Aulus Licinius Nerva Silianus was a Roman senator who was active during the Principate. He was consul in AD 7 as the colleague of Quintus Caecilius Metellus Creticus Silanus. Silianus was born the second of three sons of Publius Silius Nerva, consul in 20 BC, and was later adopted by Aulus Licinius Nerva. Velleius Paterculus salutes him for his simplicissimus.

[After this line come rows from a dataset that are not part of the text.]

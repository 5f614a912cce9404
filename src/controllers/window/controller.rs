use std::cell::RefCell;
use std::path::Path;
use std::rc::Rc;

use log::{debug, error, trace};

use crate::controllers::window::ports::{
    EmbeddedGuiPort, ImageBuffer, NativeEvent, PlatformEvent, PlatformPort, RenderBackendPort,
};
use crate::core::cursor::{AppliedCursorState, CursorArbiter, CursorRequest, GuiCursorSignal};
use crate::core::data::WindowConfig;
use crate::core::errors::WindowError;
use crate::core::events::{Event, EventQueue, EventType};
use crate::core::input::{
    Action, ButtonCode, InputHandler, InputListener, button_name, name_to_button_codes,
};
use crate::core::pacing::{Clock, FpsCounter, FramePacer, SystemClock};

/// Owns a native window and drives the per-frame lifecycle around it:
/// present, input polling, frame pacing and cursor arbitration.
///
/// Callers run their own loop:
///
/// ```ignore
/// while window.is_running() {
///     for event in window.poll_events(EventType::Press)? { /* ... */ }
///     window.show()?;
/// }
/// ```
pub struct Window<P, R, G, C = SystemClock>
where
    P: PlatformPort,
    R: RenderBackendPort<Frame = G::Frame>,
    G: EmbeddedGuiPort<RawEvent = P::RawEvent>,
    C: Clock,
{
    config: WindowConfig,
    platform: P,
    backend: R,
    gui: G,
    input: InputHandler,
    events: Rc<RefCell<EventQueue>>,
    cursor: CursorArbiter,
    pacer: FramePacer<C>,
    fps: FpsCounter,
    drawn_frame: bool,
}

impl<P, R, G> Window<P, R, G>
where
    P: PlatformPort,
    R: RenderBackendPort<Frame = G::Frame>,
    G: EmbeddedGuiPort<RawEvent = P::RawEvent>,
{
    pub fn new(config: WindowConfig, platform: P, backend: R, gui: G) -> Result<Self, WindowError> {
        Self::with_clock(config, platform, backend, gui, SystemClock)
    }
}

impl<P, R, G, C> Window<P, R, G, C>
where
    P: PlatformPort,
    R: RenderBackendPort<Frame = G::Frame>,
    G: EmbeddedGuiPort<RawEvent = P::RawEvent>,
    C: Clock,
{
    /// Like `new`, with frame pacing and the FPS title driven by `clock`.
    pub fn with_clock(
        config: WindowConfig,
        platform: P,
        backend: R,
        gui: G,
        clock: C,
    ) -> Result<Self, WindowError> {
        config.validate()?;

        let events = Rc::new(RefCell::new(EventQueue::new()));
        let mut input = InputHandler::new();
        input.add_key_listener(queue_listener(Rc::clone(&events)));
        input.add_mouse_button_listener(queue_listener(Rc::clone(&events)));

        let mut window = Self {
            config,
            platform,
            backend,
            gui,
            input,
            events,
            cursor: CursorArbiter::new(),
            fps: FpsCounter::new(clock.now()),
            pacer: FramePacer::with_clock(clock),
            drawn_frame: false,
        };

        if window.config.show_window {
            window.resize()?;
        }
        window.prepare_for_next_frame();

        Ok(window)
    }

    /// Presents the current frame and advances to the next one.
    ///
    /// Draws an empty frame first if nothing was drawn this tick.
    pub fn show(&mut self) -> Result<(), WindowError> {
        self.require_visible("show")?;

        if !self.drawn_frame {
            self.draw_frame()?;
        }

        if let Err(err) = self.backend.present() {
            error!("present failed: {err}");
            return Err(err.into());
        }

        self.pump_platform_events()?;
        self.pacer.pace(self.config.fps_limit);

        if let Some(fps) = self.fps.tick(self.pacer.clock().now()) {
            let title = format!("{}  {:.2} FPS", self.config.name, fps);
            self.platform.set_title(&title);
        }

        // Decided from last frame's arbitration, before the GUI's own update.
        self.gui
            .set_cursor_changes_suppressed(self.cursor.gui_cursor_suppressed());
        self.prepare_for_next_frame();

        let signal = GuiCursorSignal {
            desired: self.gui.desired_cursor(),
            wants_mouse_capture: self.gui.wants_mouse_capture(),
        };
        let previous = self.cursor.applied();
        let applied = self.cursor.arbitrate(signal, &mut self.platform);
        if applied == AppliedCursorState::GuiControlled && previous != applied {
            self.gui.reclaim_cursor();
        }

        Ok(())
    }

    /// Always true for a window without a visible surface.
    #[must_use]
    pub fn is_running(&self) -> bool {
        !self.config.show_window || !self.platform.close_requested()
    }

    pub fn request_stop(&mut self, stop: bool) {
        if self.config.show_window {
            self.platform.set_close_requested(stop);
        }
    }

    /// Unknown names are never pressed.
    #[must_use]
    pub fn is_pressed(&self, name: &str) -> bool {
        match name_to_button_codes(name) {
            Ok(codes) => codes.into_iter().any(|code| self.input.is_pressed(code)),
            Err(err) => {
                trace!("Pressed: {err}.");
                false
            }
        }
    }

    #[must_use]
    pub fn is_any_pressed(&self, names: &[&str]) -> bool {
        names.iter().any(|name| self.is_pressed(name))
    }

    /// Cursor position in `[0, 1] x [0, 1]`, origin bottom-left.
    pub fn cursor_position(&self) -> Result<(f32, f32), WindowError> {
        self.require_visible("cursor_position")?;
        Ok((self.input.last_x(), 1.0 - self.input.last_y()))
    }

    /// Scroll accumulated since the previous call.
    pub fn take_scroll_delta(&mut self) -> Result<(f64, f64), WindowError> {
        self.require_visible("take_scroll_delta")?;
        Ok(self.input.take_scroll_delta())
    }

    pub fn poll_events(&mut self, filter: EventType) -> Result<Vec<Event>, WindowError> {
        self.require_visible("poll_events")?;
        self.pump_platform_events()?;
        Ok(self.events.borrow_mut().drain(filter))
    }

    /// Moves the first queued event matching `filter` into the current event slot.
    pub fn poll_one_event(&mut self, filter: EventType) -> Result<bool, WindowError> {
        self.require_visible("poll_one_event")?;
        self.pump_platform_events()?;
        Ok(self.events.borrow_mut().consume_one(filter))
    }

    pub fn current_event(&self) -> Result<Event, WindowError> {
        self.require_visible("current_event")?;
        Ok(self.events.borrow().current().clone())
    }

    pub fn set_current_event(&mut self, event: Event) -> Result<(), WindowError> {
        self.require_visible("set_current_event")?;
        self.events.borrow_mut().set_current(event);
        Ok(())
    }

    /// Requests a cursor: -2 leaves it to the GUI, -1 hides it, 0-9 picks a shape.
    /// Takes effect at the end of the next `show`.
    pub fn set_cursor(&mut self, shape: i32, force: bool) -> Result<(), WindowError> {
        self.require_visible("set_cursor")?;
        self.cursor.set_request(CursorRequest::from_index(shape, force)?);
        Ok(())
    }

    pub fn set_cursor_request(&mut self, request: CursorRequest) -> Result<(), WindowError> {
        self.require_visible("set_cursor")?;
        self.cursor.set_request(request);
        Ok(())
    }

    #[must_use]
    pub fn applied_cursor(&self) -> AppliedCursorState {
        self.cursor.applied()
    }

    pub fn gui_wants_mouse(&self) -> Result<bool, WindowError> {
        self.require_visible("gui_wants_mouse")?;
        Ok(self.gui.wants_mouse_capture())
    }

    pub fn gui_wants_keyboard(&self) -> Result<bool, WindowError> {
        self.require_visible("gui_wants_keyboard")?;
        Ok(self.gui.wants_keyboard_capture())
    }

    #[must_use]
    pub fn window_shape(&self) -> (u32, u32) {
        self.backend.size()
    }

    /// Renders the frame now instead of waiting for `show`.
    pub fn draw_frame(&mut self) -> Result<(), WindowError> {
        let frame = self.gui.end_frame();
        self.backend.draw(frame)?;
        self.drawn_frame = true;
        Ok(())
    }

    pub fn dump_image_buffer(&mut self) -> Result<ImageBuffer, WindowError> {
        self.ensure_drawn()?;
        let image = self.backend.dump_image_buffer()?;
        self.finish_offscreen_read();
        Ok(image)
    }

    pub fn write_image(&mut self, path: impl AsRef<Path>) -> Result<(), WindowError> {
        self.ensure_drawn()?;
        self.backend.write_image(path.as_ref())?;
        self.finish_offscreen_read();
        Ok(())
    }

    pub fn copy_depth_buffer_to(&mut self, target: &mut [f32]) -> Result<(), WindowError> {
        self.ensure_drawn()?;
        self.backend.copy_depth_buffer_to(target)?;
        self.finish_offscreen_read();
        Ok(())
    }

    #[must_use]
    pub fn config(&self) -> &WindowConfig {
        &self.config
    }

    pub fn gui(&mut self) -> &mut G {
        &mut self.gui
    }

    #[must_use]
    pub fn backend(&self) -> &R {
        &self.backend
    }

    pub fn backend_mut(&mut self) -> &mut R {
        &mut self.backend
    }

    #[must_use]
    pub fn platform(&self) -> &P {
        &self.platform
    }

    fn require_visible(&self, operation: &'static str) -> Result<(), WindowError> {
        if self.config.show_window {
            Ok(())
        } else {
            Err(WindowError::NoVisibleSurface { operation })
        }
    }

    fn ensure_drawn(&mut self) -> Result<(), WindowError> {
        if self.drawn_frame {
            return Ok(());
        }
        self.draw_frame()
    }

    // Without a visible surface nobody calls `show`, so reads close the frame themselves.
    fn finish_offscreen_read(&mut self) {
        if !self.config.show_window {
            self.prepare_for_next_frame();
        }
    }

    fn prepare_for_next_frame(&mut self) {
        self.backend.prepare_for_next_frame();
        self.gui.prepare_for_next_frame();
        self.drawn_frame = false;
    }

    fn pump_platform_events(&mut self) -> Result<(), WindowError> {
        let events = self.platform.poll_events();
        self.dispatch(events)
    }

    fn dispatch(&mut self, events: Vec<PlatformEvent<P::RawEvent>>) -> Result<(), WindowError> {
        for event in events {
            if let Some(raw) = &event.raw {
                self.gui.on_raw_event(raw);
            }

            match event.native {
                Some(NativeEvent::Key { code, action }) => self.input.key_callback(code, action),
                Some(NativeEvent::MouseButton { code, action }) => {
                    self.input.mouse_button_callback(code, action);
                }
                Some(NativeEvent::CursorMoved { x, y }) => {
                    self.input
                        .cursor_pos_callback(x, y, self.config.width, self.config.height);
                }
                Some(NativeEvent::Scroll { dx, dy }) => self.input.scroll_callback(dx, dy),
                Some(NativeEvent::FramebufferResized { width, height }) => {
                    trace!("framebuffer resized to {width}x{height}");
                    self.resize()?;
                }
                None => {}
            }
        }

        Ok(())
    }

    /// Blocks until the framebuffer has a usable size, then propagates it.
    fn resize(&mut self) -> Result<(), WindowError> {
        let mut deferred = Vec::new();
        let (mut width, mut height) = self.platform.framebuffer_size();

        while width == 0 || height == 0 {
            debug!("framebuffer is {width}x{height}, waiting for a usable size");
            deferred.extend(self.platform.wait_events());
            (width, height) = self.platform.framebuffer_size();
        }

        self.backend.resize(width, height)?;
        // Cursor normalization reads these.
        self.config.width = width;
        self.config.height = height;

        if deferred.is_empty() {
            Ok(())
        } else {
            self.dispatch(deferred)
        }
    }
}

fn queue_listener(events: Rc<RefCell<EventQueue>>) -> impl InputListener {
    move |code: ButtonCode, action: Action| {
        let kind = match action {
            Action::Press => EventType::Press,
            Action::Release => EventType::Release,
            Action::Repeat => return,
        };
        events.borrow_mut().push_event(kind, button_name(code));
    }
}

Silianus was a member of the tresviri monetalis, the most prestigious of the four boards that form the vigintiviri; Lucius Valerius Messalla Volesus, consul in AD 5, was one of the other two members of this board at the same time as Silianus. Because assignment to this board was usually allocated to patricians, Ronald Syme sees this as evidence that Silianus was a member of that class. Silianus was also a personal friend of emperor Augustus. Silianus participated in the beginning of the Bellum Batonianum in Illyricum in the year 6, for which he was awarded the consulate. According to the Fasti Urbisalvienses, Silianus resigned his office on June 30, and was replaced by Lucilius Longus. Velleius says that Silianus died without fulfilling his full potential, but gives no details concerning the time or cause.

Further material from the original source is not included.